Task material →
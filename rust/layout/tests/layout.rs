// This Source Code Form is subject to the terms of the Mozilla Public
// License, v. 2.0. If a copy of the MPL was not distributed with this
// file, You can obtain one at https://mozilla.org/MPL/2.0/.

//! End-to-end layout properties on synthetic plans

use boxplan_geometry::intersect::{segment_crosses_rect, segment_intersects_rect, segments_cross};
use boxplan_geometry::{Bounds, Direction, FloorPlan, Point2D, Shape, WallSegment};
use boxplan_layout::{generate_layout, LayoutConfig, LayoutResult, PathType, SizeClass};

const EPSILON: f64 = 0.02;

fn init_tracing() {
    let _ = tracing_subscriber::fmt()
        .with_env_filter(tracing_subscriber::EnvFilter::from_default_env())
        .with_test_writer()
        .try_init();
}

fn p(x: f64, y: f64) -> Point2D {
    Point2D::new(x, y)
}

fn wall(x0: f64, y0: f64, x1: f64, y1: f64) -> Shape {
    Shape::segment(p(x0, y0), p(x1, y1))
}

fn enclosed(width: f64, height: f64) -> FloorPlan {
    let mut plan = FloorPlan::new(Bounds::new(0.0, 0.0, width, height));
    plan.walls = vec![
        wall(0.0, 0.0, width, 0.0),
        wall(width, 0.0, width, height),
        wall(width, height, 0.0, height),
        wall(0.0, height, 0.0, 0.0),
    ];
    plan
}

/// Every box exactly 2.0 wide
fn fixed_width_config() -> LayoutConfig {
    LayoutConfig {
        size_classes: vec![SizeClass::new("U", 5.0, 5.0)],
        distribution: [("U".to_string(), 100.0)].into_iter().collect(),
        ..Default::default()
    }
}

fn plan_walls(plan: &FloorPlan) -> Vec<WallSegment> {
    plan.wall_segments(0.3)
}

fn assert_layout_invariants(plan: &FloorPlan, result: &LayoutResult) {
    let bounds = plan.bounds;
    let walls = plan_walls(plan);
    let obstacles = plan.forbidden_rects();

    let rects = result
        .units
        .iter()
        .map(|u| (u.id.as_str(), u.rect()))
        .chain(result.corridors.iter().map(|c| (c.id.as_str(), c.rect())));
    for (id, r) in rects {
        // Containment
        assert!(r.within(&bounds, EPSILON), "{id} leaves the plan: {r:?}");
        // No wall passes through the interior
        for w in &walls {
            assert!(!segment_crosses_rect(w, &r, 0.01), "{id} crossed by wall {w:?}");
        }
        for o in &obstacles {
            assert!(!r.overlaps(o, 0.01), "{id} overlaps obstacle {o:?}");
        }
    }

    // No overlap between units
    for (i, a) in result.units.iter().enumerate() {
        for b in &result.units[i + 1..] {
            assert!(!a.rect().overlaps(&b.rect(), 0.01), "{} overlaps {}", a.id, b.id);
        }
    }

    // Radiator symbols never sit inside a unit
    for r in &result.radiators {
        for u in &result.units {
            let inner = u.rect().inset(0.01);
            assert!(r.path.iter().all(|p| !inner.contains_point(p)), "{} inside {}", r.id, u.id);
        }
    }

    // Circulation legs stay clear of walls and unit edges
    let mut blockers = walls.clone();
    blockers.extend(result.units.iter().flat_map(|u| u.rect().edges()));
    for path in &result.circulation_paths {
        assert!(path.path.len() >= 2);
        for leg in path.path.windows(2) {
            let leg = WallSegment::new(leg[0], leg[1]).shrunk(0.05);
            assert!(
                blockers.iter().all(|b| !segments_cross(&leg, b)),
                "{:?} path crosses a wall or unit",
                path.path_type
            );
        }
    }
}

#[test]
fn test_closed_rectangle_single_strip() {
    init_tracing();
    let plan = enclosed(8.5, 8.0);
    let config = fixed_width_config();
    let result = generate_layout(&plan, &config).unwrap();

    assert_layout_invariants(&plan, &result);
    assert_eq!(result.stats.orientations.len(), 1);
    assert_eq!(result.stats.orientations[0].direction, Direction::Horizontal);
    assert_eq!(result.stats.cross_fill_units, 0);

    // One strip centred in the room: two rows around one corridor
    assert_eq!(result.units.len(), 8);
    for u in &result.units {
        let low_row = (u.y - 0.9).abs() < 1e-9;
        let high_row = (u.y + u.height - 7.1).abs() < 1e-9;
        assert!(low_row || high_row, "{} is off the strip rows", u.id);
        assert!((u.width - 2.0).abs() < 1e-9);
    }
    assert_eq!(result.corridors.len(), 1);
    let corridor = result.corridors[0].rect();
    assert!((corridor.height - config.corridor_width).abs() < 1e-9);
    for w in plan_walls(&plan) {
        assert!(!segment_intersects_rect(&w, &corridor));
    }
}

#[test]
fn test_leftover_span_becomes_edge_row() {
    init_tracing();
    let plan = enclosed(40.0, 11.0);
    let config = LayoutConfig::default();
    let result = generate_layout(&plan, &config).unwrap();

    assert_layout_invariants(&plan, &result);

    // 11 across: one strip plus an edge row; 40 across: six strips
    let direction = result.stats.orientations[0].direction;
    let expected = match direction {
        Direction::Horizontal => 3,
        Direction::Vertical => 12,
    };
    let mut rows: Vec<i64> = result
        .units
        .iter()
        .filter(|u| !u.cross_fill)
        .map(|u| match direction {
            Direction::Horizontal => (u.y * 1000.0).round() as i64,
            Direction::Vertical => (u.x * 1000.0).round() as i64,
        })
        .collect();
    rows.sort_unstable();
    rows.dedup();
    assert_eq!(rows.len(), expected);

    for c in &result.corridors {
        let across = match c.direction {
            Direction::Horizontal => c.height,
            Direction::Vertical => c.width,
        };
        assert!((across - config.corridor_width).abs() < 1e-9, "{} is {} wide", c.id, across);
    }
}

#[test]
fn test_multi_room_plan_invariants() {
    init_tracing();
    let mut plan = enclosed(30.0, 20.0);
    plan.walls.push(wall(12.0, 0.0, 12.0, 9.0));
    plan.walls.push(wall(12.0, 11.0, 12.0, 20.0));
    plan.walls.push(wall(12.0, 10.0, 30.0, 10.0));
    plan.forbidden_zones.push(Shape::polygon(vec![p(20.0, 3.0), p(22.0, 3.0), p(22.0, 5.0), p(20.0, 5.0)]));
    plan.entrances.push(wall(5.0, 0.0, 6.5, 0.0));

    let result = generate_layout(&plan, &LayoutConfig::default()).unwrap();

    assert!(!result.units.is_empty());
    assert!(!result.corridors.is_empty());
    assert_layout_invariants(&plan, &result);

    // Entrance clearance stays free
    let clearance = plan.entrance_clearances(0.75)[0];
    assert!(result.units.iter().all(|u| !u.rect().overlaps(&clearance, 0.01)));
}

#[test]
fn test_spine_never_drawn_through_internal_wall() {
    init_tracing();
    let mut plan = enclosed(8.5, 14.0);
    plan.walls.push(wall(0.0, 7.0, 8.5, 7.0));

    let result = generate_layout(&plan, &fixed_width_config()).unwrap();
    assert!(result
        .stats
        .orientations
        .iter()
        .all(|o| o.direction == Direction::Horizontal));
    assert_layout_invariants(&plan, &result);

    let divider = WallSegment::new(p(0.0, 7.0), p(8.5, 7.0));
    let spines: Vec<_> = result
        .circulation_paths
        .iter()
        .filter(|s| s.path_type == PathType::Spine)
        .collect();
    for spine in &spines {
        for leg in spine.path.windows(2) {
            let leg = WallSegment::new(leg[0], leg[1]).shrunk(0.05);
            assert!(!segments_cross(&leg, &divider));
        }
    }
    // The rooms are sealed from each other, so the link can only be omitted
    assert!(spines.is_empty());
    assert!(result.stats.spine_links_omitted >= 1);
}

#[test]
fn test_unit_type_matches_placed_area() {
    init_tracing();
    let config = LayoutConfig::default();
    let result = generate_layout(&enclosed(20.0, 14.0), &config).unwrap();
    assert!(!result.units.is_empty());

    for u in &result.units {
        let class = config
            .size_classes
            .iter()
            .find(|c| c.name == u.unit_type)
            .unwrap_or_else(|| panic!("{} has unknown type {:?}", u.id, u.unit_type));
        assert!(
            u.area >= class.min_area - 1e-6 && u.area <= class.max_area + 1e-6,
            "{} of area {} labelled {}",
            u.id,
            u.area,
            u.unit_type
        );
    }

    // The report tallies what was actually placed
    let counted: usize = result.mix_report.classes.iter().map(|c| c.count).sum();
    assert_eq!(counted, result.units.len());
}

#[test]
fn test_layout_from_json_plan() {
    init_tracing();
    let json = r#"{
        "bounds": {"minX": 0, "minY": 0, "maxX": 16, "maxY": 12},
        "walls": [
            {"polygon": [[0, 0], [16, 0], [16, 12], [0, 12]]}
        ],
        "forbiddenZones": [
            {"bounds": {"minX": 7, "minY": 5, "maxX": 9, "maxY": 7}}
        ],
        "entrances": [
            {"start": {"x": 0, "y": 5}, "end": {"x": 0, "y": 6.5}}
        ]
    }"#;
    let plan = FloorPlan::from_json(json).unwrap();
    let result = generate_layout(&plan, &LayoutConfig::default()).unwrap();

    assert!(!result.units.is_empty());
    assert_layout_invariants(&plan, &result);

    let out = serde_json::to_value(&result).unwrap();
    assert!(out.get("circulationPaths").is_some());
    assert!(out["mixReport"]["compliance"].is_number());
    assert!(out["units"][0]["type"].is_string());
}

#[test]
fn test_layout_is_deterministic() {
    init_tracing();
    let mut plan = enclosed(24.0, 18.0);
    plan.walls.push(wall(8.0, 0.0, 8.0, 18.0));

    let a = generate_layout(&plan, &LayoutConfig::default()).unwrap();
    let b = generate_layout(&plan, &LayoutConfig::default()).unwrap();
    assert_eq!(a.units, b.units);
    assert_eq!(a.corridors, b.corridors);
    assert_eq!(a.circulation_paths, b.circulation_paths);

    let reseeded = LayoutConfig {
        seed: 7,
        ..Default::default()
    };
    let c = generate_layout(&plan, &reseeded).unwrap();
    assert_layout_invariants(&plan, &c);
}

#[test]
fn test_open_plan_falls_back_to_boundary() {
    init_tracing();
    let plan = FloorPlan::new(Bounds::new(0.0, 0.0, 12.0, 9.0));
    let result = generate_layout(&plan, &LayoutConfig::default()).unwrap();

    assert_eq!(result.rooms.len(), 1);
    assert!(!result.units.is_empty());
    assert_layout_invariants(&plan, &result);
}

Exercise directions → Copy out the lines above with "height" in them.

Task result →
fn enclosed(width: f64, height: f64) -> FloorPlan {
    let mut plan = FloorPlan::new(Bounds::new(0.0, 0.0, width, height));
        wall(width, 0.0, width, height),
        wall(width, height, 0.0, height),
        wall(0.0, height, 0.0, 0.0),
        let high_row = (u.y + u.height - 7.1).abs() < 1e-9;
    assert!((corridor.height - config.corridor_width).abs() < 1e-9);
            Direction::Horizontal => c.height,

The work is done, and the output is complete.